Give the number of lines in the material below that include "external", and write nothing else.

## RECORDED INFORMATION
=== Section Start ===

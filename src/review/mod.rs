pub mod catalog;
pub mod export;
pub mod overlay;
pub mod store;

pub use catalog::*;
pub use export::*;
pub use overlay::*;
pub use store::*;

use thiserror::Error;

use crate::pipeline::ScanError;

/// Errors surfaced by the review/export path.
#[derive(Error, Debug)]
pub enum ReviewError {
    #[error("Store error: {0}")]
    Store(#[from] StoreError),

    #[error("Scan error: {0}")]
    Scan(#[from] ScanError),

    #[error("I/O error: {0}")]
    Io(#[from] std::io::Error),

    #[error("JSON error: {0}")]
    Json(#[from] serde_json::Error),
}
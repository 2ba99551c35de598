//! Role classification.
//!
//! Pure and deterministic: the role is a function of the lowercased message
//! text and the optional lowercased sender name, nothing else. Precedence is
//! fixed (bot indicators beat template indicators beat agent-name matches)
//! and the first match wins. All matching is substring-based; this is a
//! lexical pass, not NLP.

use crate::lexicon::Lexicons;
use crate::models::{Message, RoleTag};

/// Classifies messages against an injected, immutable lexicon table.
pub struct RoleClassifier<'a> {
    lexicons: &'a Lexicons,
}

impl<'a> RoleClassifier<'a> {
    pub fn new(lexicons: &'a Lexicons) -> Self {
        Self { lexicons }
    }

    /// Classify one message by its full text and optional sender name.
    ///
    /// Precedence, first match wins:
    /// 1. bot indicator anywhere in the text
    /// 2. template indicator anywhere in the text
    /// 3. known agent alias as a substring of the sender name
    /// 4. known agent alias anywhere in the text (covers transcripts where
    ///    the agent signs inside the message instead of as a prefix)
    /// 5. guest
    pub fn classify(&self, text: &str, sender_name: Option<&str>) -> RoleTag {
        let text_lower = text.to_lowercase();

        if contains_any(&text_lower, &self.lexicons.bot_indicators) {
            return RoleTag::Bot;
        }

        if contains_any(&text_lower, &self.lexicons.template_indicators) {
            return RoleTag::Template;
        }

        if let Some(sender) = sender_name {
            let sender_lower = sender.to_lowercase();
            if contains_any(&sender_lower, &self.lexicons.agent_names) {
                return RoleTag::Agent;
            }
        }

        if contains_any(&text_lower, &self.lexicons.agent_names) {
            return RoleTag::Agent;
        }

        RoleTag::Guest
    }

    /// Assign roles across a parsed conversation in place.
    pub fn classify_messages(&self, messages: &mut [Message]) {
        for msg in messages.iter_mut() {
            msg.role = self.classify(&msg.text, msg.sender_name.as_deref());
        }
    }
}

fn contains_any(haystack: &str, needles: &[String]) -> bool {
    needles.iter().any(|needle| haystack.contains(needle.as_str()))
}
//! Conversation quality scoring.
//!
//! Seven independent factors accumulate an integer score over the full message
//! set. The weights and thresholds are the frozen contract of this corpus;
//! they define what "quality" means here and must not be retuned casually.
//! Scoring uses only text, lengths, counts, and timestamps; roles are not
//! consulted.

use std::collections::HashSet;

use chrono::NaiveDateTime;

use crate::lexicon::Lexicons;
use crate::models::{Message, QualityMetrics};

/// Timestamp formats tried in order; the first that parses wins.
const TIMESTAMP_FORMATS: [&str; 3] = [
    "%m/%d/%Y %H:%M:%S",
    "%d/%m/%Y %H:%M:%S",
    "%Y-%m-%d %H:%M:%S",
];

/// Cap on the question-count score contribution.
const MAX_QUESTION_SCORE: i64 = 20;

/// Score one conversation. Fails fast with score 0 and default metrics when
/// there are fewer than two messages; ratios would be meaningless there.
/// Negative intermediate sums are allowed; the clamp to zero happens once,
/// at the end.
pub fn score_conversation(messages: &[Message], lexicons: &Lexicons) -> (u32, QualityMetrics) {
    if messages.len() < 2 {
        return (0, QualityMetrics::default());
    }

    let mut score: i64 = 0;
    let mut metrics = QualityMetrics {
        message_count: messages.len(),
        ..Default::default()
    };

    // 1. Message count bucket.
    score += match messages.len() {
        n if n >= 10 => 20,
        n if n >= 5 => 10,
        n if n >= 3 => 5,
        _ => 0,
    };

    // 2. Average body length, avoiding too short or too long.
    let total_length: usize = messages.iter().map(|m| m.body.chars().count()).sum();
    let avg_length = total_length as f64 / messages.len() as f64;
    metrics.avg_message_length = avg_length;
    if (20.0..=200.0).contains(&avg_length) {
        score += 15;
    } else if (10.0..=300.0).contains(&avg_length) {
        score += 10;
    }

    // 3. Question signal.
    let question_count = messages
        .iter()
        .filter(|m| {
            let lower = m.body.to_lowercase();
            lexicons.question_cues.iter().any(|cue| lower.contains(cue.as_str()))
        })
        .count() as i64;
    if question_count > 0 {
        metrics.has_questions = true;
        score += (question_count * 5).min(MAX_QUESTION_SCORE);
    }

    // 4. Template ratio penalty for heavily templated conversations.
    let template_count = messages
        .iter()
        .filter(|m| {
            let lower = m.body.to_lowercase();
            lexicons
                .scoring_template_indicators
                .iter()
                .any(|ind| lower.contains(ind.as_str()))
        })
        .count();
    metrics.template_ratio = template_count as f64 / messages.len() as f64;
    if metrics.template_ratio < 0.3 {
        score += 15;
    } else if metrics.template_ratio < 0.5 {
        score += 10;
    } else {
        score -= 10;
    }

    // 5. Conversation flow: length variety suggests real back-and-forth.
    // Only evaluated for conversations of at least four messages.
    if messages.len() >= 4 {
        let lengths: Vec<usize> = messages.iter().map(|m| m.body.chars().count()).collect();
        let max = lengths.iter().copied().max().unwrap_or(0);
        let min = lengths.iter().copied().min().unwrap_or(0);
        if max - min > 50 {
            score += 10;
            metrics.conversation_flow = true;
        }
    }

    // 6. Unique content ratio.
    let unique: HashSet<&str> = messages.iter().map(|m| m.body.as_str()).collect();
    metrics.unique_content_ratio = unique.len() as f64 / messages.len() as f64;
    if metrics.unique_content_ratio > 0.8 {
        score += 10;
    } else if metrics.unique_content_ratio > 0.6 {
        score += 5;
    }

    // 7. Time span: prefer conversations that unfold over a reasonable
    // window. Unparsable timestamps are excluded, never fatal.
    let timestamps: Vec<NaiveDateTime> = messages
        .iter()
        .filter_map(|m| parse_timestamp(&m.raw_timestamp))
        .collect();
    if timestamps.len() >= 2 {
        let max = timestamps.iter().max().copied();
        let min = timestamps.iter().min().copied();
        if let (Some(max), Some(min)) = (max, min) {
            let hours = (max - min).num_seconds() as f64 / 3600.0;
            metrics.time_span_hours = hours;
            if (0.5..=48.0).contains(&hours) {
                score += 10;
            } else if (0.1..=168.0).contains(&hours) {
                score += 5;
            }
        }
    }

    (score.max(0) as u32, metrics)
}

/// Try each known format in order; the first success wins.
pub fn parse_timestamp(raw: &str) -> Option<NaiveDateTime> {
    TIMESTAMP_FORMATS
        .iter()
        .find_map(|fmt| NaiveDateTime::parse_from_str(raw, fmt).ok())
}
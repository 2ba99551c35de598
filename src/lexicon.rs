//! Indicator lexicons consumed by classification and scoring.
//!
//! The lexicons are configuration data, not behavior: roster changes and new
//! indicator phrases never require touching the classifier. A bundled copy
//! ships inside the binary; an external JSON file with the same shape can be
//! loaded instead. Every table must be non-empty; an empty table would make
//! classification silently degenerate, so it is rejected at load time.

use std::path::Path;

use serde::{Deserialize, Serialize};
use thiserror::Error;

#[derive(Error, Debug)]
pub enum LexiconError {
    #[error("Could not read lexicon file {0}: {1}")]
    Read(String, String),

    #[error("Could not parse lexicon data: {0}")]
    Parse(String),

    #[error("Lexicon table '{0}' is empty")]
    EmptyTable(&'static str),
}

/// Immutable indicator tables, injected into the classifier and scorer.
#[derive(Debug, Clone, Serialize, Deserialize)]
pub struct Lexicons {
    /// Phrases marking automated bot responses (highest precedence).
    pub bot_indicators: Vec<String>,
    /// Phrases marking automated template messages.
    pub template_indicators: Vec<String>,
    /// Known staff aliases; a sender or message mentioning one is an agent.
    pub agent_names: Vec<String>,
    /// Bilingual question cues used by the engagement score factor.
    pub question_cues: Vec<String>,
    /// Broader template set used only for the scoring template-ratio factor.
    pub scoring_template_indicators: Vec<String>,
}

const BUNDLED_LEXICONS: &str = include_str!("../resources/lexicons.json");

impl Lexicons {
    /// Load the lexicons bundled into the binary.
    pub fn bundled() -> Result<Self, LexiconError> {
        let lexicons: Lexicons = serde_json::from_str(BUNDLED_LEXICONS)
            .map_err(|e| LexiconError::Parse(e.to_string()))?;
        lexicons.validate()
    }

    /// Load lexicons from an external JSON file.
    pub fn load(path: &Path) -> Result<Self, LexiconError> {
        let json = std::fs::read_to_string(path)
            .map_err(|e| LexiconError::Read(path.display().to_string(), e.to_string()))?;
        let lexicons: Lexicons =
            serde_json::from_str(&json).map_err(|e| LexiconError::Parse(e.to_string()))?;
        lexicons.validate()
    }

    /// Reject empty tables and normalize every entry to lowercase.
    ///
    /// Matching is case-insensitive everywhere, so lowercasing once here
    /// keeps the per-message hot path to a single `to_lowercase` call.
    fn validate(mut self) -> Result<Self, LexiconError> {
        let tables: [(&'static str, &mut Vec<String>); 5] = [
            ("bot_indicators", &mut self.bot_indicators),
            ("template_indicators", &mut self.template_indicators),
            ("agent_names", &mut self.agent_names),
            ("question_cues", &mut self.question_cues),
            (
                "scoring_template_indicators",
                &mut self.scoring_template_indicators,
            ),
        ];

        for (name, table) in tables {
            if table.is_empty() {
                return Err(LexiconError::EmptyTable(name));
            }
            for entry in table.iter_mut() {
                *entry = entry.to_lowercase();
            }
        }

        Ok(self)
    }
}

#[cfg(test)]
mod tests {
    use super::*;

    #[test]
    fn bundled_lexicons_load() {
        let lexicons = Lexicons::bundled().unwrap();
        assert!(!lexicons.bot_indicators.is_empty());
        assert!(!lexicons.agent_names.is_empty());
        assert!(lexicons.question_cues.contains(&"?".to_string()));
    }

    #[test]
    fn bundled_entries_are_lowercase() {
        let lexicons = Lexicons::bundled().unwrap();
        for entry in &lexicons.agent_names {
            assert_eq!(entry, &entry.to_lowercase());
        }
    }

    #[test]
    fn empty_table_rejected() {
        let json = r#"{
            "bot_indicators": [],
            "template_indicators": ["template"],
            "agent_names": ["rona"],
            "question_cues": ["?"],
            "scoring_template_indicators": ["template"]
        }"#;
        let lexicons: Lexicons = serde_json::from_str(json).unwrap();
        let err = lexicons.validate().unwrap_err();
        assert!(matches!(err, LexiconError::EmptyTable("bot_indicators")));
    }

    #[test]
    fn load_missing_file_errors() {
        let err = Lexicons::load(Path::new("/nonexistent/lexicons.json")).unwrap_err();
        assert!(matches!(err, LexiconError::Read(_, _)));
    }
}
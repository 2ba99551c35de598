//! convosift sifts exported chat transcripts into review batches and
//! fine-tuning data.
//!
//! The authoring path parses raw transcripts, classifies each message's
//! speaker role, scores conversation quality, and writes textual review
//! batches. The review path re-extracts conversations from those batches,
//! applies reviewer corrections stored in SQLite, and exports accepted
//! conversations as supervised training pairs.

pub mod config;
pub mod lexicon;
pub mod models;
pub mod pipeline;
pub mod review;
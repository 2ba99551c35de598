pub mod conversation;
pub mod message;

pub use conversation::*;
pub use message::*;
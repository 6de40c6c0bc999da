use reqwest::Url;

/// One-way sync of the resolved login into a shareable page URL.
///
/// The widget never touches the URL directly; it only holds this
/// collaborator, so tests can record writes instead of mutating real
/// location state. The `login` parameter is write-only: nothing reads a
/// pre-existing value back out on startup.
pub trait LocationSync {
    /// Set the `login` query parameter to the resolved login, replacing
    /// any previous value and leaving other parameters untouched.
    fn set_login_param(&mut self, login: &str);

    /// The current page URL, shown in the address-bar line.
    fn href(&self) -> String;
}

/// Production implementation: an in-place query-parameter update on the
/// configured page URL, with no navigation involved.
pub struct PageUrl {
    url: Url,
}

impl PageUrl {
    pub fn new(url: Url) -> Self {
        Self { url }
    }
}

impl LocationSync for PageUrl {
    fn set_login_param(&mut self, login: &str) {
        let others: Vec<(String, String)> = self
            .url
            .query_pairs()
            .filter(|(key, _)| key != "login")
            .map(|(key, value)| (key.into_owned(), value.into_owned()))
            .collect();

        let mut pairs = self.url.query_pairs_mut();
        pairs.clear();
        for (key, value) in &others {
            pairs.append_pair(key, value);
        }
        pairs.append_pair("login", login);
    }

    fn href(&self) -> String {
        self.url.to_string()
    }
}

=== Section End ===

## EXERCISE ANSWER
2